The insurance buyer reveals the value of the contract ex ante, but sour grapes are easily conjured ex post if a claim is denied, no matter the agreed-to provisions of the insurance contract. The insurer is under no greater obligation to pay costs in excess of policy limits than the doctor, the nurse, or the man in the street. Yet insurers take special blame when inadequate coverage is an issue, whatever the reason.

Hospitals and physician practices sometimes provide uncompensated care. There are also a number of support organizations for severely-ill but inadequately insured patients. So, private charity is one answer to the dilemma of extreme health-cost outcomes. Public aid is another, and the appropriate breadth of the state’s role in cases of pre-existing conditions and extreme individual health care costs is a legitimate question.

In the end, private health insurers provide a valuable service by pooling and carrying the financial risk of health care events faced by individuals. Health insurance profits as a share of owner’s equity have fallen well short of market-wide averages in recent years (see my last post), though I regularly hear outrageous claims about excessive profits in the industry.
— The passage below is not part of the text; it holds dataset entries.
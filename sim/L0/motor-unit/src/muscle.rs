//! Muscle facade: excitation in, force out.
//!
//! A [`Muscle`] pairs one motor neuron pool with one fiber population of the
//! same size and runs them in sequence on every step:
//!
//! ```text
//! excitation ──► Pool.step ──► firing rates ──► Fibers.step ──► force
//! (scalar or      (adapts)                       (fatigues,
//!  per unit)                                      recovers)
//! ```
//!
//! Two presets are provided:
//!
//! - [`Muscle::potvin_fuglevand`]: the published model, with central and
//!   peripheral fatigue and no recovery.
//! - [`StandardMuscle`]: takes and returns values in `[0, 1]`, derives its
//!   unit count from a maximum force in newtons, and models peripheral
//!   fatigue with recovery but no central fatigue.

use std::borrow::Cow;

use tracing::debug;

use crate::error::{require_positive, MotorUnitError, Result};
use crate::fibers::{MuscleFiberConfig, MuscleFibers};
use crate::pool::{MotorNeuronPool, MotorNeuronPoolConfig};
use crate::population::motor_unit_count_for_force;
use crate::PopulationModel;

#[cfg(feature = "serde")]
use serde::{Deserialize, Serialize};

/// Excitation for one step: one value for every unit, or one value per unit.
#[derive(Debug, Clone, Copy, PartialEq)]
pub enum PoolInput<'a> {
    /// The same excitation broadcast to every motor unit.
    Uniform(f64),
    /// One excitation per motor unit.
    PerUnit(&'a [f64]),
}

impl<'a> PoolInput<'a> {
    fn expand(self, motor_unit_count: usize) -> Cow<'a, [f64]> {
        match self {
            Self::Uniform(value) => Cow::Owned(vec![value; motor_unit_count]),
            Self::PerUnit(values) => Cow::Borrowed(values),
        }
    }

    fn scaled(self, motor_unit_count: usize, factor: f64) -> Vec<f64> {
        match self {
            Self::Uniform(value) => vec![value * factor; motor_unit_count],
            Self::PerUnit(values) => values.iter().map(|v| v * factor).collect(),
        }
    }
}

impl From<f64> for PoolInput<'_> {
    fn from(value: f64) -> Self {
        Self::Uniform(value)
    }
}

impl<'a> From<&'a [f64]> for PoolInput<'a> {
    fn from(values: &'a [f64]) -> Self {
        Self::PerUnit(values)
    }
}

impl<'a> From<&'a Vec<f64>> for PoolInput<'a> {
    fn from(values: &'a Vec<f64>) -> Self {
        Self::PerUnit(values)
    }
}

impl<'a, const N: usize> From<&'a [f64; N]> for PoolInput<'a> {
    fn from(values: &'a [f64; N]) -> Self {
        Self::PerUnit(values)
    }
}

/// A motor neuron pool driving a fiber population.
///
/// Owns both halves exclusively. Any pool producing firing rates and any
/// fiber population producing a force can be paired, provided their unit
/// counts agree.
#[derive(Debug, Clone)]
pub struct Muscle<P = MotorNeuronPool, F = MuscleFibers> {
    pool: P,
    fibers: F,
}

impl<P, F> Muscle<P, F>
where
    P: PopulationModel<Output = Vec<f64>>,
    F: PopulationModel<Output = f64>,
{
    /// Pair a pool with a fiber population.
    ///
    /// Fails with [`MotorUnitError::UnitCountMismatch`] if their unit counts
    /// differ.
    pub fn new(pool: P, fibers: F) -> Result<Self> {
        if pool.motor_unit_count() != fibers.motor_unit_count() {
            return Err(MotorUnitError::UnitCountMismatch {
                pool: pool.motor_unit_count(),
                fibers: fibers.motor_unit_count(),
            });
        }
        Ok(Self { pool, fibers })
    }

    /// Number of motor units.
    #[must_use]
    pub fn motor_unit_count(&self) -> usize {
        self.pool.motor_unit_count()
    }

    /// The motor neuron pool.
    #[must_use]
    pub fn pool(&self) -> &P {
        &self.pool
    }

    /// The fiber population.
    #[must_use]
    pub fn fibers(&self) -> &F {
        &self.fibers
    }

    /// Advance the muscle by `dt` seconds.
    ///
    /// Returns the total force in arbitrary units. The pool validates the
    /// input before either half changes state.
    pub fn step<'a>(&mut self, input: impl Into<PoolInput<'a>>, dt: f64) -> Result<f64> {
        let excitations = input.into().expand(self.motor_unit_count());
        let firing_rates = self.pool.step(&excitations, dt)?;
        self.fibers.step(&firing_rates, dt)
    }

    /// Force the next [`step`](Self::step) would return for this input,
    /// without advancing any state.
    pub fn preview_force<'a>(&self, input: impl Into<PoolInput<'a>>) -> Result<f64> {
        let excitations = input.into().expand(self.motor_unit_count());
        let firing_rates = self.pool.preview(&excitations)?;
        self.fibers.preview(&firing_rates)
    }

    /// Restore the rested state of both halves.
    pub fn reset(&mut self) {
        self.pool.reset();
        self.fibers.reset();
    }
}

/// Options for [`Muscle::potvin_fuglevand`].
#[derive(Debug, Clone, Copy, PartialEq, Eq)]
#[cfg_attr(feature = "serde", derive(Serialize, Deserialize))]
pub struct PotvinFuglevandOptions {
    /// Firing-rate adaptation in the pool.
    pub apply_central_fatigue: bool,
    /// Capacity depletion in the fibers.
    pub apply_peripheral_fatigue: bool,
    /// Tabulate firing rates for uniform excitation.
    pub pre_calc_firing_rates: bool,
}

impl Default for PotvinFuglevandOptions {
    fn default() -> Self {
        Self {
            apply_central_fatigue: true,
            apply_peripheral_fatigue: true,
            pre_calc_firing_rates: false,
        }
    }
}

impl Muscle {
    /// The Potvin & Fuglevand (2017) muscle with default population
    /// parameters.
    pub fn potvin_fuglevand(
        motor_unit_count: usize,
        options: PotvinFuglevandOptions,
    ) -> Result<Self> {
        let pool = MotorNeuronPool::new(
            MotorNeuronPoolConfig::with_motor_units(motor_unit_count)
                .with_fatigue(options.apply_central_fatigue)
                .with_rate_table(options.pre_calc_firing_rates),
        )?;
        let fibers = MuscleFibers::new(
            MuscleFiberConfig::with_motor_units(motor_unit_count)
                .with_fatigue(options.apply_peripheral_fatigue),
        )?;
        Self::new(pool, fibers)
    }

    /// Per-unit force from the most recent step.
    #[must_use]
    pub fn current_forces(&self) -> &[f64] {
        self.fibers.current_forces()
    }

    /// Excitation at which every unit fires at its peak rate.
    #[must_use]
    pub fn max_excitation(&self) -> f64 {
        self.pool.max_excitation()
    }

    /// Theoretical maximum force of the rested muscle, arbitrary units.
    #[must_use]
    pub fn total_peak_force(&self) -> f64 {
        self.fibers.total_peak_force()
    }
}

/// Configuration for a [`StandardMuscle`].
#[derive(Debug, Clone, PartialEq)]
#[cfg_attr(feature = "serde", derive(Serialize, Deserialize))]
pub struct StandardMuscleConfig {
    /// Maximum force the rested muscle can produce, N.
    pub max_force: f64,

    /// Newtons per arbitrary force unit.
    pub force_conversion_factor: f64,

    /// Firing-rate adaptation in the pool.
    pub apply_central_fatigue: bool,

    /// Capacity depletion (and recovery) in the fibers.
    pub apply_peripheral_fatigue: bool,

    /// Tabulate firing rates for uniform excitation.
    pub pre_calc_firing_rates: bool,
}

impl Default for StandardMuscleConfig {
    fn default() -> Self {
        Self {
            max_force: 32.0,
            force_conversion_factor: 0.0123,
            apply_central_fatigue: false,
            apply_peripheral_fatigue: true,
            pre_calc_firing_rates: false,
        }
    }
}

impl StandardMuscleConfig {
    /// Default configuration for a muscle of the given maximum force (N).
    #[must_use]
    pub fn with_max_force(max_force: f64) -> Self {
        Self {
            max_force,
            ..Default::default()
        }
    }

    /// Enable or disable central fatigue.
    #[must_use]
    pub fn with_central_fatigue(mut self, apply: bool) -> Self {
        self.apply_central_fatigue = apply;
        self
    }

    /// Enable or disable peripheral fatigue.
    #[must_use]
    pub fn with_peripheral_fatigue(mut self, apply: bool) -> Self {
        self.apply_peripheral_fatigue = apply;
        self
    }

    /// Enable or disable the uniform-excitation firing-rate table.
    #[must_use]
    pub fn with_rate_table(mut self, pre_calc_firing_rates: bool) -> Self {
        self.pre_calc_firing_rates = pre_calc_firing_rates;
        self
    }

    /// Validate the configuration.
    pub fn validate(&self) -> Result<()> {
        require_positive("max_force", self.max_force)?;
        require_positive("force_conversion_factor", self.force_conversion_factor)?;
        Ok(())
    }
}

/// A muscle driven and read in normalized units.
///
/// Input excitation in `[0, 1]` is scaled to the pool's maximum excitation.
/// Output force is divided by the rested maximum, so a fresh muscle at full
/// excitation reports close to 1.
#[derive(Debug, Clone)]
pub struct StandardMuscle {
    config: StandardMuscleConfig,
    muscle: Muscle,
    last_force: f64,
}

impl StandardMuscle {
    /// Build a muscle whose rested maximum meets `config.max_force`.
    pub fn new(config: StandardMuscleConfig) -> Result<Self> {
        config.validate()?;

        let fiber_config = MuscleFiberConfig::default();
        let motor_unit_count = motor_unit_count_for_force(
            config.max_force,
            config.force_conversion_factor,
            fiber_config.max_twitch_amplitude,
        )?;
        debug!(
            max_force = config.max_force,
            motor_unit_count, "derived motor unit count"
        );

        let pool = MotorNeuronPool::new(
            MotorNeuronPoolConfig::with_motor_units(motor_unit_count)
                .with_fatigue(config.apply_central_fatigue)
                .with_rate_table(config.pre_calc_firing_rates),
        )?;
        let fibers = MuscleFibers::new(
            MuscleFiberConfig::recovering(motor_unit_count)
                .with_fatigue(config.apply_peripheral_fatigue)
                .with_force_conversion_factor(config.force_conversion_factor),
        )?;

        Ok(Self {
            muscle: Muscle::new(pool, fibers)?,
            config,
            last_force: 0.0,
        })
    }

    /// Get the configuration.
    #[must_use]
    pub fn config(&self) -> &StandardMuscleConfig {
        &self.config
    }

    /// Number of motor units derived from the maximum force.
    #[must_use]
    pub fn motor_unit_count(&self) -> usize {
        self.muscle.motor_unit_count()
    }

    /// Requested maximum force, N.
    #[must_use]
    pub fn max_force(&self) -> f64 {
        self.config.max_force
    }

    /// The underlying unnormalized muscle.
    #[must_use]
    pub fn muscle(&self) -> &Muscle {
        &self.muscle
    }

    /// Per-unit force from the most recent step, arbitrary units.
    #[must_use]
    pub fn current_forces(&self) -> &[f64] {
        self.muscle.current_forces()
    }

    /// Total force of the most recent step, N.
    #[must_use]
    pub fn last_force_newtons(&self) -> f64 {
        self.muscle.fibers().to_newtons(self.last_force)
    }

    /// Advance the muscle by `dt` seconds with excitation in `[0, 1]`.
    ///
    /// Returns force as a fraction of the rested maximum.
    pub fn step<'a>(&mut self, input: impl Into<PoolInput<'a>>, dt: f64) -> Result<f64> {
        let excitations = input
            .into()
            .scaled(self.motor_unit_count(), self.muscle.max_excitation());
        let force = self.muscle.step(&excitations, dt)?;
        self.last_force = force;
        Ok(force / self.muscle.total_peak_force())
    }

    /// Restore the rested state.
    pub fn reset(&mut self) {
        self.muscle.reset();
        self.last_force = 0.0;
    }
}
It’s not unusual for a buyer to feel remorse after signing a deal, but in cases of health coverage shortfalls, one could say that the insured bet too little or qualified for too little, or one could say that society doesn’t set aside enough resources to adequately care for the sick. However, one cannot say that the resources dedicated to arranging private coverage deserve no reward, or that the business should be pillaged on account of certain policy limitations, or that the future claims of other policyholders should be hijacked. Those who proclaim such nonsense are guilty of severe ethical misjudgment.